#### TASK
Using the listing below, say how many of its lines hold "only". Offer nothing beyond the number.

#### SOURCE INFORMATION
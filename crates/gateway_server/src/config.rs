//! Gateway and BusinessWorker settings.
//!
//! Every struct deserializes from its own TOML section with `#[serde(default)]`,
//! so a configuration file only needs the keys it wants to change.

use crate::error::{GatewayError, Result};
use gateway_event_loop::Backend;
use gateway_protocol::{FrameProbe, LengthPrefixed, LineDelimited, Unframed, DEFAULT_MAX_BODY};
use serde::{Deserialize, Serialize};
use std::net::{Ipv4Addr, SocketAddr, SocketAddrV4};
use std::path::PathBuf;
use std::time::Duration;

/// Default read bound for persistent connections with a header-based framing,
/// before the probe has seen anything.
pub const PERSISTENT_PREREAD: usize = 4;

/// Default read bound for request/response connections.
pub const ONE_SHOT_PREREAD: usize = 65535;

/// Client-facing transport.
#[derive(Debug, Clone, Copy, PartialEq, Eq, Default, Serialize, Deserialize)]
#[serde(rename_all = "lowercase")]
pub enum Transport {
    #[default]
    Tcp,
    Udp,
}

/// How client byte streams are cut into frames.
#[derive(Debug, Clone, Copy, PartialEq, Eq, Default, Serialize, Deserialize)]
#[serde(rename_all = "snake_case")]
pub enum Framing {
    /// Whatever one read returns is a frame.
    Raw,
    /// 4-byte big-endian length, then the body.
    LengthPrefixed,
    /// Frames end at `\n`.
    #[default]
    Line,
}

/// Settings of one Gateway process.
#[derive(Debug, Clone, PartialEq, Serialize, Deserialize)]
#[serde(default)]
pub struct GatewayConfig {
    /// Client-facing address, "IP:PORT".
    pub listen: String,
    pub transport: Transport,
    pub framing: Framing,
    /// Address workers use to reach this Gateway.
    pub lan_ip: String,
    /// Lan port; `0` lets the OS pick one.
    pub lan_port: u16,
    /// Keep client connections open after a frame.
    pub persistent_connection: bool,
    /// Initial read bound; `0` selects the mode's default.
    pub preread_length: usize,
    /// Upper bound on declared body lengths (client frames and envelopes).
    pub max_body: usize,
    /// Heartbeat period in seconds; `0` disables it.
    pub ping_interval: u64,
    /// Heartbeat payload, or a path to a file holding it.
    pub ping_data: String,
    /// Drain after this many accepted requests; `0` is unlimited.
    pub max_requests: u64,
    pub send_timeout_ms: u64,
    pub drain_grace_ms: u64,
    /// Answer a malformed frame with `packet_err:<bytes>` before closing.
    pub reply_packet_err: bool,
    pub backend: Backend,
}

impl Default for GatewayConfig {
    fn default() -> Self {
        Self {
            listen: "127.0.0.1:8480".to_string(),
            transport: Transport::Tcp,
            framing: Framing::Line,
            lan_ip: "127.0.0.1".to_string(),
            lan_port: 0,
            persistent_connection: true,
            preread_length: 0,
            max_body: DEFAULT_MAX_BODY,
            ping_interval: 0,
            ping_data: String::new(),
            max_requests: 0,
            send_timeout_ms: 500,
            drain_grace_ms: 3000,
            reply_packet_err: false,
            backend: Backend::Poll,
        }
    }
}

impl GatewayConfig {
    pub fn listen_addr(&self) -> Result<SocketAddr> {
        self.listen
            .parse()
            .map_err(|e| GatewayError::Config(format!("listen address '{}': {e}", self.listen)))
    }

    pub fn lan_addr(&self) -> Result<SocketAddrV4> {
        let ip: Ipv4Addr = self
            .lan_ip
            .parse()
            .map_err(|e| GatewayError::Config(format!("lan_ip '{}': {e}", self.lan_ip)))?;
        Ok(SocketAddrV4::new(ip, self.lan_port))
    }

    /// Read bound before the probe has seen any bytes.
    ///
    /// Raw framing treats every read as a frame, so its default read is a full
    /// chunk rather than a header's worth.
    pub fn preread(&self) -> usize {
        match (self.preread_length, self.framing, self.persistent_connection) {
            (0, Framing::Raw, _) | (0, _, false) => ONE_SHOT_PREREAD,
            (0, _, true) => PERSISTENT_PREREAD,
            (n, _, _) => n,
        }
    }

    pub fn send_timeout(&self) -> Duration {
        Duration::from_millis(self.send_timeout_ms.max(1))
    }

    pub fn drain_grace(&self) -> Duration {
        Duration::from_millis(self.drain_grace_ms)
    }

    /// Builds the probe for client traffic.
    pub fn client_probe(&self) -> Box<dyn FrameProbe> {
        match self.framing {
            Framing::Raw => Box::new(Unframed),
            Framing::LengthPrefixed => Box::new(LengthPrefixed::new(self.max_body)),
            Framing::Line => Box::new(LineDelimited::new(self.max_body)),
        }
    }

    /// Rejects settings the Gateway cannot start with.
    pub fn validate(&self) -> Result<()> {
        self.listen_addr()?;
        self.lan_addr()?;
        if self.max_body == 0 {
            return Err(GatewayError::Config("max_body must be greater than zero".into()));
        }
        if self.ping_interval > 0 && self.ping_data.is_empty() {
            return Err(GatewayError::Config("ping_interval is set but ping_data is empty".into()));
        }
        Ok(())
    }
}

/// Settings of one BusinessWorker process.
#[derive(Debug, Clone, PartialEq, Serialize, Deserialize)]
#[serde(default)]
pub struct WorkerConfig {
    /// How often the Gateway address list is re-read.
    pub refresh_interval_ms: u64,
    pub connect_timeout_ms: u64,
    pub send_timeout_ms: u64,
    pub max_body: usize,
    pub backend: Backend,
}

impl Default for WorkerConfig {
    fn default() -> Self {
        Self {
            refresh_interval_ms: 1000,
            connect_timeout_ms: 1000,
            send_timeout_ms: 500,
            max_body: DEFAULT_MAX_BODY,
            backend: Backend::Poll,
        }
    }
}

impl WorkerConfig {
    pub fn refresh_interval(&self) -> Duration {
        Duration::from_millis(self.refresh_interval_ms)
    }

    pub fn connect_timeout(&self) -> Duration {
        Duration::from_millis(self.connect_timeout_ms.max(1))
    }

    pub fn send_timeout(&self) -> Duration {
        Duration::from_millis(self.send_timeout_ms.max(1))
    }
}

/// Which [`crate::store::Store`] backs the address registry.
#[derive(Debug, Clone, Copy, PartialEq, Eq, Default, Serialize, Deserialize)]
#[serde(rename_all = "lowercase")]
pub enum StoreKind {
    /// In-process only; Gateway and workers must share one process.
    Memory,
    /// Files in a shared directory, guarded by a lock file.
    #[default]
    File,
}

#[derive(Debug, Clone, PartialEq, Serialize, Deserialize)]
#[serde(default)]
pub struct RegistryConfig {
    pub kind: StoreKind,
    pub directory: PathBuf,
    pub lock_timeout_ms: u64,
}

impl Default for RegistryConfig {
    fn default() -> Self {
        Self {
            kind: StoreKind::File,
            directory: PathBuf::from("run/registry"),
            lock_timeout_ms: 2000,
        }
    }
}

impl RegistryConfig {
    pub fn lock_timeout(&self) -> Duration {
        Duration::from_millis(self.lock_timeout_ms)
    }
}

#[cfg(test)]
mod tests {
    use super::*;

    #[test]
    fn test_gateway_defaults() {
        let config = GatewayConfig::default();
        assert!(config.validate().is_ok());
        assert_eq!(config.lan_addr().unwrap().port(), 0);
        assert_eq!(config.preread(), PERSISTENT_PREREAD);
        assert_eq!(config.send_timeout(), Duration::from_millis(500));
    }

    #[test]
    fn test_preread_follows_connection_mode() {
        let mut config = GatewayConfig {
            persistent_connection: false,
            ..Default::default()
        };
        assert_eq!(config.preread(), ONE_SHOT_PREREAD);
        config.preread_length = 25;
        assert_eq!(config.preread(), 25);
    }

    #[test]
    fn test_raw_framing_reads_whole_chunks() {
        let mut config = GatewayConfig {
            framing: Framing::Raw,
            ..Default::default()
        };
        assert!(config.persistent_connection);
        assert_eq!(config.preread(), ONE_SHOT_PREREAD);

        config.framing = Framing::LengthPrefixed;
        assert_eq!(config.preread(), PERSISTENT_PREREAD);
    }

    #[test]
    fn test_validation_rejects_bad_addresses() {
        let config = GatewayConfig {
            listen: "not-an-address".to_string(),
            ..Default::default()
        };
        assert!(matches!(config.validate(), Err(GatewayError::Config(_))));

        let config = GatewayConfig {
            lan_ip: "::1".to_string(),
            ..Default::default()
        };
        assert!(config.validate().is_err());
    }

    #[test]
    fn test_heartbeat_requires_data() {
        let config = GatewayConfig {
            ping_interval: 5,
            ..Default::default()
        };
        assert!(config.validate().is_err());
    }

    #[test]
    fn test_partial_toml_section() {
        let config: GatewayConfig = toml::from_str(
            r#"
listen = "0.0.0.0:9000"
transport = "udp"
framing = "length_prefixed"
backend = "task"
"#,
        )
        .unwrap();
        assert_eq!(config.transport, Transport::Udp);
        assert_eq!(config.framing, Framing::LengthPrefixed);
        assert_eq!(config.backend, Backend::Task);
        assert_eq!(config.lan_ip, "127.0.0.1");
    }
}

#### WRITTEN ANSWER
2